Getting out, and more importantly, being able to assure you can stay out, is not as simple a task as people who haven't seriously looked into it might think.
I wouldn't rule that out, but I also wouldn't jump straight to that conclusion. Spanish news media in this country is beyond screwed, it skews even more right-wing as a rule than English mainstream media, in my opinion. During the 2020 election, I would watch the news on Univision with my mother-in-law sometimes, and would see them just not translate something a democrat said in English that didn't fit their agenda, misrepresent what they said in the translation, or selectively omit things they said to make their remarks sound much more sinister and authoritarian than what they actually said.
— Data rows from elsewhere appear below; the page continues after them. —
//! Remote service abstraction.

use crate::error::{EngineError, EngineResult};
use laurel_protocol::{
    AchievementBatch, ItemStatus, PlayerIdentity, ScoreBatch, ScoreQuery, ScoreRecord,
    SubmitResponse, COMPLETE,
};
use parking_lot::Mutex;
use std::collections::{BTreeMap, BTreeSet};
use std::sync::atomic::{AtomicBool, AtomicUsize, Ordering};

/// A remote achievement/leaderboard service.
///
/// This trait abstracts the network layer so the engine can run against a
/// real service client, an offline stub, or a mock in tests. Calls may fail
/// at any time; the engine treats every failure as recoverable.
pub trait RemoteGateway: Send + Sync {
    /// Authenticates the local player.
    fn authenticate(&self) -> EngineResult<PlayerIdentity>;

    /// Fetches the player's achievement percentages as stored remotely.
    fn fetch_remote_achievements(
        &self,
        player: &PlayerIdentity,
    ) -> EngineResult<BTreeMap<String, f64>>;

    /// Submits achievement progress. Must be idempotent per `(id, percentage)`.
    fn submit_achievements(&self, batch: &AchievementBatch) -> EngineResult<SubmitResponse>;

    /// Submits scores.
    fn submit_scores(&self, batch: &ScoreBatch) -> EngineResult<SubmitResponse>;

    /// Clears the player's remote achievement progress.
    fn reset_achievements(&self, player: &PlayerIdentity) -> EngineResult<()>;

    /// Fetches ranked scores for a leaderboard.
    fn fetch_scores(&self, leaderboard_id: &str, query: &ScoreQuery)
        -> EngineResult<Vec<ScoreRecord>>;

    /// Returns false when the service is known to be unreachable.
    fn is_available(&self) -> bool {
        true
    }
}

/// A gateway for builds without any remote service.
///
/// Every call fails with [`EngineError::AuthenticationUnavailable`] or
/// [`EngineError::RemoteUnavailable`], so the engine records locally only.
#[derive(Debug, Clone, Copy, Default)]
pub struct OfflineGateway;

impl RemoteGateway for OfflineGateway {
    fn authenticate(&self) -> EngineResult<PlayerIdentity> {
        Err(EngineError::AuthenticationUnavailable(
            "no remote service configured".into(),
        ))
    }

    fn fetch_remote_achievements(
        &self,
        _player: &PlayerIdentity,
    ) -> EngineResult<BTreeMap<String, f64>> {
        Err(EngineError::remote_fatal("offline"))
    }

    fn submit_achievements(&self, _batch: &AchievementBatch) -> EngineResult<SubmitResponse> {
        Err(EngineError::remote_fatal("offline"))
    }

    fn submit_scores(&self, _batch: &ScoreBatch) -> EngineResult<SubmitResponse> {
        Err(EngineError::remote_fatal("offline"))
    }

    fn reset_achievements(&self, _player: &PlayerIdentity) -> EngineResult<()> {
        Err(EngineError::remote_fatal("offline"))
    }

    fn fetch_scores(
        &self,
        _leaderboard_id: &str,
        _query: &ScoreQuery,
    ) -> EngineResult<Vec<ScoreRecord>> {
        Err(EngineError::remote_fatal("offline"))
    }

    fn is_available(&self) -> bool {
        false
    }
}

/// An in-memory remote service for testing.
///
/// Accepted submissions are stored (keeping the highest percentage per id),
/// so later fetches observe them. Failures can be switched on globally or
/// per achievement id.
#[derive(Debug)]
pub struct MockGateway {
    connected: AtomicBool,
    player: Mutex<Option<PlayerIdentity>>,
    remote_achievements: Mutex<BTreeMap<String, f64>>,
    remote_scores: Mutex<Vec<ScoreRecord>>,
    failing_ids: Mutex<BTreeSet<String>>,
    fail_submissions: AtomicBool,
    fail_reset: AtomicBool,
    submitted_batches: Mutex<Vec<AchievementBatch>>,
    submitted_scores: Mutex<Vec<ScoreBatch>>,
    reset_calls: AtomicUsize,
}

impl MockGateway {
    /// Creates a connected mock that authenticates as `player`.
    pub fn new(player: PlayerIdentity) -> Self {
        Self {
            connected: AtomicBool::new(true),
            player: Mutex::new(Some(player)),
            remote_achievements: Mutex::new(BTreeMap::new()),
            remote_scores: Mutex::new(Vec::new()),
            failing_ids: Mutex::new(BTreeSet::new()),
            fail_submissions: AtomicBool::new(false),
            fail_reset: AtomicBool::new(false),
            submitted_batches: Mutex::new(Vec::new()),
            submitted_scores: Mutex::new(Vec::new()),
            reset_calls: AtomicUsize::new(0),
        }
    }

    /// Creates a mock with no player signed in.
    pub fn signed_out() -> Self {
        let gateway = Self::new(PlayerIdentity::new("", ""));
        *gateway.player.lock() = None;
        gateway
    }

    /// Sets the player returned by `authenticate`, or none.
    pub fn set_player(&self, player: Option<PlayerIdentity>) {
        *self.player.lock() = player;
    }

    /// Sets the connected state.
    pub fn set_connected(&self, connected: bool) {
        self.connected.store(connected, Ordering::SeqCst);
    }

    /// Replaces the remotely stored achievement percentages.
    pub fn set_remote_achievements(&self, achievements: BTreeMap<String, f64>) {
        *self.remote_achievements.lock() = achievements;
    }

    /// Returns the remotely stored achievement percentages.
    pub fn remote_achievements(&self) -> BTreeMap<String, f64> {
        self.remote_achievements.lock().clone()
    }

    /// Replaces the remotely stored scores.
    pub fn set_remote_scores(&self, scores: Vec<ScoreRecord>) {
        *self.remote_scores.lock() = scores;
    }

    /// Makes every submission fail (or succeed again).
    pub fn set_fail_submissions(&self, fail: bool) {
        self.fail_submissions.store(fail, Ordering::SeqCst);
    }

    /// Makes submissions for `id` be rejected.
    pub fn fail_id(&self, id: impl Into<String>) {
        self.failing_ids.lock().insert(id.into());
    }

    /// Stops rejecting submissions for `id`.
    pub fn heal_id(&self, id: &str) {
        self.failing_ids.lock().remove(id);
    }

    /// Makes `reset_achievements` fail.
    pub fn set_fail_reset(&self, fail: bool) {
        self.fail_reset.store(fail, Ordering::SeqCst);
    }

    /// Returns every achievement batch received.
    pub fn submitted_batches(&self) -> Vec<AchievementBatch> {
        self.submitted_batches.lock().clone()
    }

    /// Returns every score batch received.
    pub fn submitted_scores(&self) -> Vec<ScoreBatch> {
        self.submitted_scores.lock().clone()
    }

    /// Returns how many times `reset_achievements` was called.
    pub fn reset_calls(&self) -> usize {
        self.reset_calls.load(Ordering::SeqCst)
    }

    fn check_connected(&self) -> EngineResult<()> {
        if self.is_available() {
            Ok(())
        } else {
            Err(EngineError::remote_retryable("not connected"))
        }
    }
}

impl RemoteGateway for MockGateway {
    fn authenticate(&self) -> EngineResult<PlayerIdentity> {
        if !self.is_available() {
            return Err(EngineError::AuthenticationUnavailable("not connected".into()));
        }
        self.player
            .lock()
            .clone()
            .ok_or_else(|| EngineError::AuthenticationUnavailable("no player signed in".into()))
    }

    fn fetch_remote_achievements(
        &self,
        _player: &PlayerIdentity,
    ) -> EngineResult<BTreeMap<String, f64>> {
        self.check_connected()?;
        Ok(self.remote_achievements.lock().clone())
    }

    fn submit_achievements(&self, batch: &AchievementBatch) -> EngineResult<SubmitResponse> {
        self.check_connected()?;
        self.submitted_batches.lock().push(batch.clone());
        if self.fail_submissions.load(Ordering::SeqCst) {
            return Err(EngineError::remote_retryable("service unavailable"));
        }

        let failing = self.failing_ids.lock();
        let mut remote = self.remote_achievements.lock();
        let statuses = batch
            .submissions
            .iter()
            .map(|submission| {
                if failing.contains(&submission.id) {
                    return ItemStatus::rejected("rejected by mock");
                }
                let stored = remote.entry(submission.id.clone()).or_insert(0.0);
                *stored = stored.max(submission.percentage.min(COMPLETE));
                ItemStatus::Accepted
            })
            .collect();

        Ok(SubmitResponse::new(statuses))
    }

    fn submit_scores(&self, batch: &ScoreBatch) -> EngineResult<SubmitResponse> {
        self.check_connected()?;
        self.submitted_scores.lock().push(batch.clone());
        if self.fail_submissions.load(Ordering::SeqCst) {
            return Err(EngineError::remote_retryable("service unavailable"));
        }
        self.remote_scores.lock().extend(batch.scores.iter().cloned());
        Ok(SubmitResponse::all_accepted(batch.scores.len()))
    }

    fn reset_achievements(&self, _player: &PlayerIdentity) -> EngineResult<()> {
        self.check_connected()?;
        self.reset_calls.fetch_add(1, Ordering::SeqCst);
        if self.fail_reset.load(Ordering::SeqCst) {
            return Err(EngineError::remote_retryable("reset failed"));
        }
        self.remote_achievements.lock().clear();
        Ok(())
    }

    fn fetch_scores(
        &self,
        leaderboard_id: &str,
        query: &ScoreQuery,
    ) -> EngineResult<Vec<ScoreRecord>> {
        self.check_connected()?;
        let mut scores: Vec<ScoreRecord> = self
            .remote_scores
            .lock()
            .iter()
            .filter(|s| s.leaderboard_id == leaderboard_id)
            .filter(|s| query.player_scope.includes(&s.player_id))
            .cloned()
            .collect();
        scores.sort_by(|a, b| b.value.total_cmp(&a.value));
        Ok(scores
            .iter()
            .enumerate()
            .map(|(i, s)| s.ranked(i as u32 + 1))
            .filter(|s| query.range.contains(s.rank))
            .collect())
    }

    fn is_available(&self) -> bool {
        self.connected.load(Ordering::SeqCst)
    }
}
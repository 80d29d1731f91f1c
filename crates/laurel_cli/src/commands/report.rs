//! Report command implementation.

use super::{open_engine, save_engine, CommandResult};
use laurel_engine::ReportOutcome;
use std::path::Path;

/// Runs the report command.
pub fn run(config: &Path, snapshot: &Path, id: &str, percentage: f64) -> CommandResult<()> {
    let outcome = apply(config, snapshot, id, percentage)?;
    match outcome {
        ReportOutcome::Unchanged => println!("{id}: unchanged"),
        ReportOutcome::Progressed => println!("{id}: progress recorded"),
        ReportOutcome::Completed => println!("{id}: completed"),
    }
    Ok(())
}

/// Records progress and writes the snapshot back when anything changed.
pub fn apply(
    config: &Path,
    snapshot: &Path,
    id: &str,
    percentage: f64,
) -> CommandResult<ReportOutcome> {
    let mut engine = open_engine(config, snapshot)?;
    let outcome = engine.report_progress(id, percentage)?;
    if outcome != ReportOutcome::Unchanged {
        save_engine(&engine, snapshot)?;
    }
    Ok(outcome)
}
They were also constantly pushing right-wing conspiracies that had been debunked weeks or months prior, with no mention of their having been disproven.
I would constantly have my mother-in-law coming to me asking about these old ass conspiracies, because with her only knowing Spanish, that would be the first time she heard of them, and she was shocked we weren't freaking out about it.
More leaning to the morons side, despite how Fox likes to portray immigrants as a monolithic group of rabid socialist and commies backing the Dems so they can destroy the constitution and get gulags up and running, a lot of immigrants from Latin America, Africa and the Caribbean have been fairly conservative, in my experience. A lot of them grew up heavily propagandized by right wing regimes in their home countries, many are much more religious than your average American by birth, and others have had negative experiences with nominally left-wing regimes in their home country that they can't get over. The last one can be kind of understandable, but the other two drive me crazy.